*About this exercise*:
A line belongs in the answer if it contains "JoinSet"; copy every such line from the entries below.

*Given information*:
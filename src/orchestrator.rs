//! Download orchestrator
//!
//! Runs a [`DownloadJob`]: validates the selection, schedules chapters under
//! a global concurrency limit and folds chapter outcomes into a
//! [`DownloadSummary`].

use std::collections::BTreeSet;
use std::io;
use std::path::PathBuf;
use std::sync::Arc;
use std::time::{Duration, Instant};
use thiserror::Error;
use time::OffsetDateTime;
use tokio::sync::Semaphore;
use tokio::task::JoinSet;
use tokio_util::sync::CancellationToken;
use tracing::{error, info, warn};

use crate::chapter::ChapterDownloader;
use crate::convert::ComicInfo;
use crate::fetcher::AssetFetcher;
use crate::layout;
use crate::model::{
    ChapterOutcome, ChapterState, DownloadFormat, DownloadJob, DownloadSettings, DownloadSummary,
    NotAttempted, Work,
};
use crate::progress::{ProgressEvent, ProgressReporter};

/// Job-level errors, raised before any chapter starts
#[derive(Debug, Error)]
pub enum JobError {
    #[error("no chapters selected")]
    EmptySelection,

    #[error("chapter index {index} is out of range (work has {available} chapters)")]
    InvalidSelection { index: usize, available: usize },

    #[error("cannot create output directory {path}: {source}")]
    DestinationUnwritable {
        path: PathBuf,
        #[source]
        source: io::Error,
    },
}

pub struct DownloadOrchestrator {
    downloader: ChapterDownloader,
    reporter: Arc<dyn ProgressReporter>,
    cancel: CancellationToken,
}

impl DownloadOrchestrator {
    pub fn new(fetcher: Arc<dyn AssetFetcher>, reporter: Arc<dyn ProgressReporter>) -> Self {
        Self {
            downloader: ChapterDownloader::new(fetcher, reporter.clone()),
            reporter,
            cancel: CancellationToken::new(),
        }
    }

    /// Token that cancels the running job. Cancellation is sticky: a
    /// cancelled orchestrator starts no further chapters.
    pub fn cancel_token(&self) -> CancellationToken {
        self.cancel.clone()
    }

    pub async fn run(&self, job: DownloadJob) -> Result<DownloadSummary, JobError> {
        let started_at = OffsetDateTime::now_utc();
        let started = Instant::now();

        let selection = match validate_selection(&job.work, &job.selection) {
            Ok(selection) => selection,
            Err(e) => return Err(self.abort(e)),
        };

        let work_dir = layout::work_dir(&job.settings.download_dir, &job.work);
        if let Err(source) = tokio::fs::create_dir_all(&work_dir).await {
            return Err(self.abort(JobError::DestinationUnwritable {
                path: work_dir,
                source,
            }));
        }

        let total = selection.len();
        info!(
            job_id = %job.id,
            work = %job.work.title,
            chapters = total,
            format = %job.settings.format,
            max_chapters = job.settings.max_concurrent_chapters,
            max_images = job.settings.max_concurrent_images,
            "Download started"
        );
        self.reporter.on_event(ProgressEvent::DownloadStarted {
            work_title: job.work.title.clone(),
            chapters: total,
        });

        let (outcomes, not_attempted) = self
            .schedule(&job.work, selection, Arc::new(job.settings.clone()), work_dir)
            .await;

        let summary = DownloadSummary::new(
            job.id,
            job.work.title.clone(),
            started_at,
            started.elapsed(),
            total,
            outcomes,
            not_attempted,
            self.cancel.is_cancelled(),
        );

        info!(
            job_id = %job.id,
            succeeded = summary.succeeded,
            failed = summary.failed,
            partially_failed = summary.partially_failed,
            not_attempted = summary.not_attempted_count(),
            cancelled = summary.cancelled,
            elapsed_ms = summary.elapsed.as_millis() as u64,
            "Download finished"
        );
        self.reporter.on_event(ProgressEvent::DownloadFinished {
            succeeded: summary.succeeded,
            total,
        });

        Ok(summary)
    }

    /// Start chapters in sequence order as permits free up, aggregating
    /// outcomes as they arrive.
    async fn schedule(
        &self,
        work: &Arc<Work>,
        selection: Vec<usize>,
        settings: Arc<DownloadSettings>,
        work_dir: PathBuf,
    ) -> (Vec<ChapterOutcome>, Vec<NotAttempted>) {
        let total = selection.len();
        let semaphore = Arc::new(Semaphore::new(settings.max_concurrent_chapters.max(1)));
        let destinations = layout::unique_destinations(&work_dir, work, &selection);
        let mut pending = selection.into_iter().zip(destinations).peekable();
        let mut running: JoinSet<ChapterOutcome> = JoinSet::new();
        let mut in_flight = BTreeSet::new();

        let mut outcomes = Vec::with_capacity(total);
        let mut not_attempted = Vec::new();

        loop {
            let has_pending = pending.peek().is_some();

            tokio::select! {
                biased;

                _ = self.cancel.cancelled(), if has_pending => {
                    warn!(remaining = pending.len(), "Cancellation requested, not starting remaining chapters");
                    not_attempted.extend(pending.by_ref().map(|(index, _)| NotAttempted {
                        index,
                        number: work.chapters[index].number.clone(),
                    }));
                }

                Some(joined) = running.join_next(), if !running.is_empty() => {
                    match joined {
                        Ok(outcome) if outcome.is_interrupted() => {
                            in_flight.remove(&outcome.index);
                            warn!(
                                chapter = %outcome.number,
                                pages = outcome.pages_succeeded,
                                "Chapter interrupted, recording as not attempted"
                            );
                            not_attempted.push(NotAttempted {
                                index: outcome.index,
                                number: outcome.number,
                            });
                        }
                        Ok(outcome) => {
                            in_flight.remove(&outcome.index);
                            self.record(outcome, &mut outcomes, total);
                        }
                        Err(e) => error!(error = %e, "Chapter task panicked"),
                    }
                }

                permit = semaphore.clone().acquire_owned(), if has_pending => {
                    let Ok(permit) = permit else {
                        break;
                    };
                    let Some((index, destination)) = pending.next() else {
                        continue;
                    };

                    let downloader = self.downloader.clone();
                    let work = work.clone();
                    let settings = settings.clone();
                    let cancel = self.cancel.clone();

                    in_flight.insert(index);
                    running.spawn(async move {
                        let _permit = permit;
                        let chapter = &work.chapters[index];
                        let comic_info = (settings.format == DownloadFormat::Cbz)
                            .then(|| ComicInfo::new(&work, chapter));
                        downloader
                            .download_chapter(index, chapter, &destination, &settings, comic_info, &cancel)
                            .await
                    });
                }

                else => break,
            }
        }

        // Chapters whose task died without an outcome
        for index in in_flight {
            let chapter = &work.chapters[index];
            let outcome = ChapterOutcome {
                index,
                number: chapter.number.clone(),
                title: chapter.title.clone(),
                state: ChapterState::Failed,
                pages_total: chapter.pages.len(),
                pages_succeeded: 0,
                failed_pages: Vec::new(),
                skipped_pages: Vec::new(),
                cancelled_pages: Vec::new(),
                artifact: None,
                error: Some("chapter task aborted".into()),
                bytes_downloaded: 0,
                elapsed: Duration::ZERO,
            };
            self.record(outcome, &mut outcomes, total);
        }

        (outcomes, not_attempted)
    }

    fn record(&self, outcome: ChapterOutcome, outcomes: &mut Vec<ChapterOutcome>, total: usize) {
        let message = match outcome.failure_reason() {
            None => format!("{} {}", outcome.label(), outcome.state),
            Some(reason) => format!("{} {}: {}", outcome.label(), outcome.state, reason),
        };

        self.reporter
            .on_event(ProgressEvent::ChapterOutcomeReported(Box::new(outcome.clone())));
        outcomes.push(outcome);
        self.reporter.on_event(ProgressEvent::DownloadProgress {
            current: outcomes.len(),
            total,
            message,
        });
    }

    fn abort(&self, error: JobError) -> JobError {
        error!(error = %error, "Download job rejected");
        self.reporter
            .on_event(ProgressEvent::DownloadError(error.to_string()));
        error
    }
}

/// Reject out-of-range indices, then dedupe and order by chapter sequence
fn validate_selection(work: &Work, selection: &[usize]) -> Result<Vec<usize>, JobError> {
    if selection.is_empty() {
        return Err(JobError::EmptySelection);
    }

    let available = work.chapters.len();
    if let Some(&index) = selection.iter().find(|&&i| i >= available) {
        return Err(JobError::InvalidSelection { index, available });
    }

    let ordered: BTreeSet<usize> = selection.iter().copied().collect();
    Ok(ordered.into_iter().collect())
}
impl DownloadJob {
    pub fn new(work: impl Into<Arc<Work>>, selection: Vec<usize>, settings: DownloadSettings) -> Self {
        Self {
            id: Uuid::now_v7(),
            work: work.into(),
            selection,
            settings,
        }
    }

    /// Job over every chapter of the work
    pub fn all_chapters(work: impl Into<Arc<Work>>, settings: DownloadSettings) -> Self {
        let work = work.into();
        let selection = (0..work.chapters.len()).collect();
        Self::new(work, selection, settings)
    }
}

#[derive(Debug, Clone, PartialEq, Eq)]
pub struct PageFailure {
    pub position: usize,
    pub reason: String,
}

/// Terminal result for one chapter
#[derive(Debug, Clone)]
pub struct ChapterOutcome {
    pub index: usize,
    pub number: String,
    pub title: String,
    pub state: ChapterState,
    pub pages_total: usize,
    pub pages_succeeded: usize,
    /// Pages that never arrived, by position
    pub failed_pages: Vec<PageFailure>,
    /// Pages dropped during conversion as unreadable
    pub skipped_pages: Vec<PageFailure>,
    /// Pages never fetched because the job was cancelled mid-chapter
    pub cancelled_pages: Vec<usize>,
    pub artifact: Option<PathBuf>,
    /// Chapter-level failure reason (conversion failure, no pages, ...)
    pub error: Option<String>,
    pub bytes_downloaded: u64,
    pub elapsed: Duration,
}

impl ChapterOutcome {
    pub fn label(&self) -> String {
        format!("Ch.{}", self.number)
    }

    /// Cancellation cut the chapter short; it never reached a terminal
    /// state and counts as not attempted
    pub fn is_interrupted(&self) -> bool {
        !self.cancelled_pages.is_empty()
    }

    /// Human-readable failure reason, if the chapter did not complete
    pub fn failure_reason(&self) -> Option<String> {
        if self.state == ChapterState::Completed {
            return None;
        }
        if let Some(error) = &self.error {
            return Some(error.clone());
        }
        let pages = |failures: &[PageFailure]| {
            failures
                .iter()
                .map(|f| (f.position + 1).to_string())
                .collect::<Vec<_>>()
                .join(", ")
        };

        let mut reasons = Vec::new();
        if !self.failed_pages.is_empty() {
            reasons.push(format!(
                "{}/{} pages failed (pages {})",
                self.failed_pages.len(),
                self.pages_total,
                pages(&self.failed_pages)
            ));
        }
        if !self.skipped_pages.is_empty() {
            reasons.push(format!(
                "{} unreadable pages skipped (pages {})",
                self.skipped_pages.len(),
                pages(&self.skipped_pages)
            ));
        }
        if reasons.is_empty() {
            reasons.push(format!("chapter {}", self.state));
        }
        Some(reasons.join("; "))
    }
}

*Answer for the task*:
use tokio::task::JoinSet;
        let mut running: JoinSet<ChapterOutcome> = JoinSet::new();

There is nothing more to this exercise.